Russian-American linguist (1961–2022)

Alexander Vladimirovich Vovin (Александр Владимирович Вовин; 27 January 1961 – 8 April 2022) was a Soviet-born Russian-American linguist and philologist, and director of studies at the School for Advanced Studies in the Social Sciences (EHESS) in Paris, France. He was known for his research on East Asian languages. His main interest was in Japanese, but he studied many other languages and families, including Korean, Ainu, Tibetan, Mongolic, Tungusic, and Turkic.

==Education==
Vovin earned his M.A. in structural and applied linguistics from the Saint Petersburg State University in 1983, and his Ph.D. in historical Japanese linguistics and premodern Japanese literature from the same university in 1987, with a doctoral dissertation on the Hamamatsu Chūnagon Monogatari (ca. 1056).

==Career==
Vovin served as a Junior Researcher at the St. Petersburg Institute of Oriental Studies from 1987–1990. However, because he was unable to get permission to visit Japan and other East Asian countries from the Soviet government, he moved to the United States in 1990. There, he held positions as assistant professor of Japanese at the University of Michigan (1990–1994), assistant professor at Miami University (1994–1995), and assistant, associate, and full professor at the University of Hawaiʻi at Mānoa (1995–2014). He was visiting professor at the International Research Center for Japanese Studies, Kyoto from 2001 to 2002 and again in 2008, a visiting professor at the Ruhr University Bochum, Germany (2008–2009), and a visiting professor at the National Institute for Japanese Language and Linguistics (NINJAL) in Tokyo, Japan from May to August 2012.
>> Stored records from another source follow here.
use std::f32::consts::FRAC_PI_2;

use approx::assert_abs_diff_eq;
use proptest::prelude::*;

use whammo::geom::{RectExt, VectorExt, fudge_to_zero};
use whammo::{Basis, Capsule, Circle, Point, Polygon, Rot, Shape, ShapeError, Transform, Vector, aabb, point2, vec2};

fn assert_vec_near(actual: Vector, expected: Vector) {
    assert_abs_diff_eq!(actual.x, expected.x, epsilon = 1e-4);
    assert_abs_diff_eq!(actual.y, expected.y, epsilon = 1e-4);
}

fn assert_point_near(actual: Point, expected: Point) {
    assert_vec_near(actual.to_vector(), expected.to_vector());
}

#[test]
fn quarter_turns() {
    let v = vec2(3.0, 1.0);
    assert_eq!(v.skew(), vec2(-1.0, 3.0));
    assert_eq!(v.cw90(), vec2(1.0, -3.0));
    assert_eq!(v.det(v.skew()), v.square_length());
    assert_vec_near(Rot::from_angle(FRAC_PI_2).apply(v), v.skew());
}

#[test]
fn normalizing_tiny_vectors_falls_back() {
    assert_eq!(Vector::zero().norm_or(vec2(0.0, 1.0)), vec2(0.0, 1.0));
    assert_eq!(Vector::zero().norm_or_zero(), Vector::zero());
    assert_vec_near(vec2(0.0, -4.0).norm_or_zero(), vec2(0.0, -1.0));
    assert_eq!(fudge_to_zero(1e-7), 0.0);
    assert_eq!(fudge_to_zero(-0.5), -0.5);
}

#[test]
fn boxes() {
    let bbox = aabb(4.0, 3.0, -2.0, -1.0);
    assert_eq!(bbox.min, point2(-2.0, -1.0));
    assert_eq!(bbox.max, point2(4.0, 3.0));
    assert!(bbox.contains_inclusive(point2(4.0, 3.0)));
    assert!(!bbox.contains_inclusive(point2(4.1, 3.0)));
    assert_eq!(bbox.clamp_point(point2(10.0, 0.0)), point2(4.0, 0.0));
    assert_eq!(bbox.corners(), [point2(-2.0, -1.0), point2(4.0, -1.0), point2(4.0, 3.0), point2(-2.0, 3.0)]);
    assert!(bbox.touches(&aabb(4.0, 3.0, 5.0, 5.0)));
    assert!(!bbox.touches(&aabb(4.5, 3.0, 5.0, 5.0)));
}

#[test]
fn rotations_compose() {
    let a = Rot::from_angle(0.3);
    let b = Rot::from_angle(1.1);
    assert_abs_diff_eq!(a.then(&b).angle(), 1.4, epsilon = 1e-5);
    assert_abs_diff_eq!(a.then(&a.inverse()).angle(), 0.0, epsilon = 1e-6);
    assert_abs_diff_eq!(Rot::from_direction(vec2(0.0, 2.0)).angle(), FRAC_PI_2, epsilon = 1e-6);
    assert_eq!(Rot::from_direction(Vector::zero()), Rot::IDENTITY);
}

#[test]
fn bases() {
    let basis = Basis::from_rot(Rot::from_angle(FRAC_PI_2));
    assert_vec_near(basis.apply(vec2(1.0, 0.0)), vec2(0.0, 1.0));
    assert_vec_near(basis.apply_inv(vec2(0.0, 1.0)), vec2(1.0, 0.0));

    let basis = Basis::from_x_axis(vec2(3.0, 4.0));
    assert_vec_near(basis.x, vec2(0.6, 0.8));
    assert_vec_near(basis.y, vec2(-0.8, 0.6));
    let v = vec2(2.0, -7.0);
    assert_vec_near(basis.apply_inv(basis.apply(v)), v);
}

#[test]
fn transforms() {
    let x = Transform::new(vec2(10.0, 0.0), Rot::from_angle(FRAC_PI_2));
    assert_point_near(x.apply_point(point2(1.0, 0.0)), point2(10.0, 1.0));
    assert_vec_near(x.apply_vector(vec2(1.0, 0.0)), vec2(0.0, 1.0));
    assert_point_near(x.apply_point_inv(point2(10.0, 1.0)), point2(1.0, 0.0));

    let y = Transform::translation(vec2(0.0, 5.0));
    let p = point2(2.0, 3.0);
    assert_point_near(x.then(&y).apply_point(p), y.apply_point(x.apply_point(p)));
    assert_point_near(x.inverse().apply_point(x.apply_point(p)), p);
    assert_eq!(Transform::default(), Transform::identity());
}

#[test]
fn polygon_construction() {
    assert_eq!(Polygon::new(&[]), Err(ShapeError::Empty));
    assert_eq!(Polygon::new(&[point2(0.0, f32::INFINITY)]), Err(ShapeError::NonFinite));
    let lots = [point2(0.0, 0.0); 9];
    assert_eq!(Polygon::new(&lots), Err(ShapeError::TooManyVertices{ count: 9, max: 8 }));

    let tri = Polygon::new(&[point2(0.0, 0.0), point2(4.0, 0.0), point2(0.0, 4.0)]).unwrap();
    assert_eq!(tri.len(), 3);
    let diag = 1.0 / 2.0f32.sqrt();
    assert_vec_near(tri.norms()[0], vec2(0.0, -1.0));
    assert_vec_near(tri.norms()[1], vec2(diag, diag));
    assert_vec_near(tri.norms()[2], vec2(-1.0, 0.0));
    assert_eq!(tri.support(vec2(1.0, 0.1)), point2(4.0, 0.0));
}

#[test]
fn from_aabb_matches_computed_normals() {
    let bbox = aabb(1.0, 2.0, 5.0, 3.0);
    let from_box = Polygon::from_aabb(&bbox);
    let computed = Polygon::new(&bbox.corners()).unwrap();
    assert_eq!(from_box.verts(), computed.verts());
    for (a, b) in from_box.norms().iter().zip(computed.norms()) {
        assert_vec_near(*a, *b);
    }
}

#[test]
fn containment() {
    let circle = Circle::new(point2(0.0, 0.0), 2.0);
    assert!(circle.contains_point(point2(2.0, 0.0)));
    assert!(!circle.contains_point(point2(1.5, 1.5)));

    let capsule = Capsule::new(point2(0.0, 0.0), point2(10.0, 0.0), 1.0);
    assert!(capsule.contains_point(point2(5.0, 1.0)));
    assert!(capsule.contains_point(point2(10.5, 0.5)));
    assert!(!capsule.contains_point(point2(11.0, 1.0)));

    let tri = Shape::Polygon(Polygon::new(&[point2(0.0, 0.0), point2(4.0, 0.0), point2(0.0, 4.0)]).unwrap());
    assert!(tri.contains_point(point2(1.0, 1.0)));
    assert!(tri.contains_point(point2(2.0, 2.0)));
    assert!(!tri.contains_point(point2(2.5, 2.5)));
    assert!(Shape::Aabb(aabb(0.0, 0.0, 1.0, 1.0)).contains_point(point2(1.0, 1.0)));
}

#[test]
fn negative_radius_is_clamped() {
    assert_eq!(Circle::new(point2(0.0, 0.0), -3.0).r, 0.0);
    assert_eq!(Capsule::new(point2(0.0, 0.0), point2(1.0, 0.0), -1.0).r, 0.0);
}

#[test]
fn support_points() {
    let circle = Shape::Circle(Circle::new(point2(1.0, 1.0), 2.0));
    assert_point_near(circle.support(vec2(0.0, 5.0)), point2(1.0, 3.0));
    let bbox = Shape::Aabb(aabb(0.0, 0.0, 2.0, 1.0));
    assert_eq!(bbox.support(vec2(-1.0, 1.0)), point2(0.0, 1.0));
    let capsule = Shape::Capsule(Capsule::new(point2(0.0, 0.0), point2(4.0, 0.0), 1.0));
    assert_point_near(capsule.support(vec2(1.0, 0.0)), point2(5.0, 0.0));
    assert_eq!(capsule.radius(), 1.0);
    assert_eq!(bbox.radius(), 0.0);
}

#[test]
fn transformed_shapes() {
    let bbox = Shape::Aabb(aabb(0.0, 0.0, 2.0, 1.0));
    match bbox.transformed(&Transform::translation(vec2(1.0, 1.0))) {
        Shape::Aabb(moved) => assert_eq!(moved, aabb(1.0, 1.0, 3.0, 2.0)),
        other => panic!("translated box should stay a box, got {:?}", other),
    }

    let turned = bbox.transformed(&Transform::rotation(Rot::from_angle(FRAC_PI_2)));
    let poly = match turned {
        Shape::Polygon(poly) => poly,
        other => panic!("rotated box should become a polygon, got {:?}", other),
    };
    let bounds = poly.bounds();
    assert_point_near(bounds.min, point2(-1.0, 0.0));
    assert_point_near(bounds.max, point2(0.0, 2.0));
    // The first edge was the bottom; now it faces right
    assert_vec_near(poly.norms()[0], vec2(1.0, 0.0));

    let capsule = Capsule::new(point2(0.0, 0.0), point2(1.0, 0.0), 0.5);
    let moved = capsule.transformed(&Transform::new(vec2(0.0, 3.0), Rot::from_angle(FRAC_PI_2)));
    assert_point_near(moved.b, point2(0.0, 4.0));
    assert_eq!(moved.r, 0.5);
}

proptest! {
    #[test]
    fn transform_round_trips(
        x in -100.0f32..100.0, y in -100.0f32..100.0,
        tx in -100.0f32..100.0, ty in -100.0f32..100.0,
        angle in -6.28f32..6.28,
    ) {
        let xf = Transform::new(vec2(tx, ty), Rot::from_angle(angle));
        let p = point2(x, y);
        let back = xf.apply_point_inv(xf.apply_point(p));
        prop_assert!((back - p).length() < 1e-3);
        let back = xf.inverse().apply_point(xf.apply_point(p));
        prop_assert!((back - p).length() < 1e-3);
    }

    #[test]
    fn rotation_preserves_length(x in -100.0f32..100.0, y in -100.0f32..100.0, angle in -6.28f32..6.28) {
        let v = vec2(x, y);
        let r = Rot::from_angle(angle);
        prop_assert!((r.apply(v).length() - v.length()).abs() < 1e-3);
        prop_assert!((r.apply_inv(r.apply(v)) - v).length() < 1e-3);
    }
}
In 2014, Vovin accepted the position of Director of Studies at the Centre de recherches linguistiques sur l'Asie orientale (CRLAO) unit of the EHESS, where he remained until his death in 2022.
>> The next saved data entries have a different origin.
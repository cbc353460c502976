//! Convex hulls of arbitrary point clouds.
//!
//! Gift wrapping: start from the rightmost point, and repeatedly pick the point that leaves every
//! other point on the left of the new edge.  That walks the hull counter-clockwise, which is the
//! winding [`Polygon`] wants.  With at most [`MAX_POLYGON_VERTS`] hull vertices the quadratic
//! worst case never matters.

use crate::geom::{Point, Vector, VectorExt, PRECISION};
use crate::shapes::{Capsule, Circle, Polygon, Shape};
use crate::{ShapeError, MAX_POLYGON_VERTS};

/// Result of hulling a point cloud.  Fewer than three non-collinear points can't make a polygon,
/// so those collapse to whatever they do make.
#[derive(Clone, Debug, PartialEq)]
pub enum Hull {
    Point(Point),
    Segment(Point, Point),
    Polygon(Polygon),
}

impl Hull {
    /// The hull as something the queries accept: a point is a zero-radius circle, a segment a
    /// zero-radius capsule.
    pub fn into_shape(self) -> Shape {
        match self {
            Hull::Point(p) => Shape::Circle(Circle::new(p, 0.0)),
            Hull::Segment(a, b) => Shape::Capsule(Capsule::new(a, b, 0.0)),
            Hull::Polygon(poly) => Shape::Polygon(poly),
        }
    }

    pub fn polygon(self) -> Option<Polygon> {
        match self {
            Hull::Polygon(poly) => Some(poly),
            _ => None,
        }
    }
}

impl Polygon {
    /// Shorthand for [`hull`].
    pub fn hull(points: &[Point]) -> Result<Hull, ShapeError> {
        hull(points)
    }
}

#[inline]
fn coincident(a: Point, b: Point) -> bool {
    (a - b).square_length() <= PRECISION * PRECISION
}

/// Is `e2` far enough off the line of `e1` to count as a turn?
#[inline]
fn turn(e1: Vector, e2: Vector) -> f32 {
    let c = e1.det(e2);
    if c.abs() <= PRECISION * e1.length() * e2.length() {
        0.0
    }
    else {
        c
    }
}

/// Convex hull of `points`, counter-clockwise, starting from the rightmost (then lowest) point.
///
/// Interior and collinear points are dropped, and points closer together than
/// [`PRECISION`](crate::geom::PRECISION) are treated as one.  The input can be any length, but
/// the hull itself must fit in a polygon.
pub fn hull(points: &[Point]) -> Result<Hull, ShapeError> {
    if points.is_empty() {
        return Err(ShapeError::Empty);
    }
    if points.iter().any(|pt| !pt.x.is_finite() || !pt.y.is_finite()) {
        return Err(ShapeError::NonFinite);
    }

    let mut right = 0;
    for (i, pt) in points.iter().enumerate().skip(1) {
        let best = points[right];
        if pt.x > best.x || (pt.x == best.x && pt.y < best.y) {
            right = i;
        }
    }

    let mut out: [Point; MAX_POLYGON_VERTS] = [points[right]; MAX_POLYGON_VERTS];
    let mut count = 0;
    let mut current = right;
    // Every hull vertex is a distinct input point, so this bounds the walk even if rounding
    // conspires against us
    for _ in 0..points.len() {
        if count < MAX_POLYGON_VERTS {
            out[count] = points[current];
        }
        count += 1;

        let origin = points[current];
        let mut next: Option<usize> = None;
        for (i, &pt) in points.iter().enumerate() {
            if coincident(pt, origin) {
                continue;
            }
            let candidate = match next {
                None => {
                    next = Some(i);
                    continue;
                }
                Some(candidate) => candidate,
            };

            let e1 = points[candidate] - origin;
            let e2 = pt - origin;
            let c = turn(e1, e2);
            if c < 0.0 || (c == 0.0 && e2.square_length() > e1.square_length()) {
                next = Some(i);
            }
        }

        match next {
            Some(i) if !coincident(points[i], points[right]) => current = i,
            _ => break,
        }
    }

    if count > MAX_POLYGON_VERTS {
        return Err(ShapeError::TooManyVertices{ count, max: MAX_POLYGON_VERTS });
    }
    match count {
        1 => {
            spew!("hull of {} points collapsed to a point", points.len());
            Ok(Hull::Point(out[0]))
        }
        2 => {
            spew!("hull of {} points collapsed to a segment", points.len());
            Ok(Hull::Segment(out[0], out[1]))
        }
        _ => Ok(Hull::Polygon(Polygon::new(&out[..count])?)),
    }
}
Early in Vovin's career he was a supporter of the Altaic hypothesis, but beginning in the 2000s, he published several papers arguing against it.

Vovin specialized in Japanese historical linguistics (with emphasis on etymology, morphology, and phonology), and Japanese philology of the Nara period (710–792), and to a lesser extent of the Heian period (792–1192). His last project before his death involved the complete academic translation into English of the Man'yōshū (ca. 759), the earliest and the largest premodern Japanese poetic anthology, alongside the critical edition of the original text and commentaries. He also researched the moribund Ainu language in northern Japan, and worked on Inner Asian languages and Kra–Dai languages, especially those preserved only in Chinese transcription, as well as on Old and Middle Korean texts.

His last work, published in 2021, is on the Bussokuseki no Uta of Yakushi-ji temple in Nara. In the same year, a festschrift was dedicated to Vovin on his 60th birthday.

He had been engaged in coordinating the Etymological Dictionary of the Japonic Languages from 2019 to the time of his death in 2022, with cooperation from several universities and European Union funding of €2,470,200,00. However, the project was terminated upon his death.

==Personal life==
Vovin was married twice: first to Varvara G. Lebedeva-Vovina, with whom they have a son, Aleksei, born in 1982, and the second time to fellow Japanese language researcher Sambi Ishisaki (石崎賛美) in 2000. Two more children were born to the second marriage.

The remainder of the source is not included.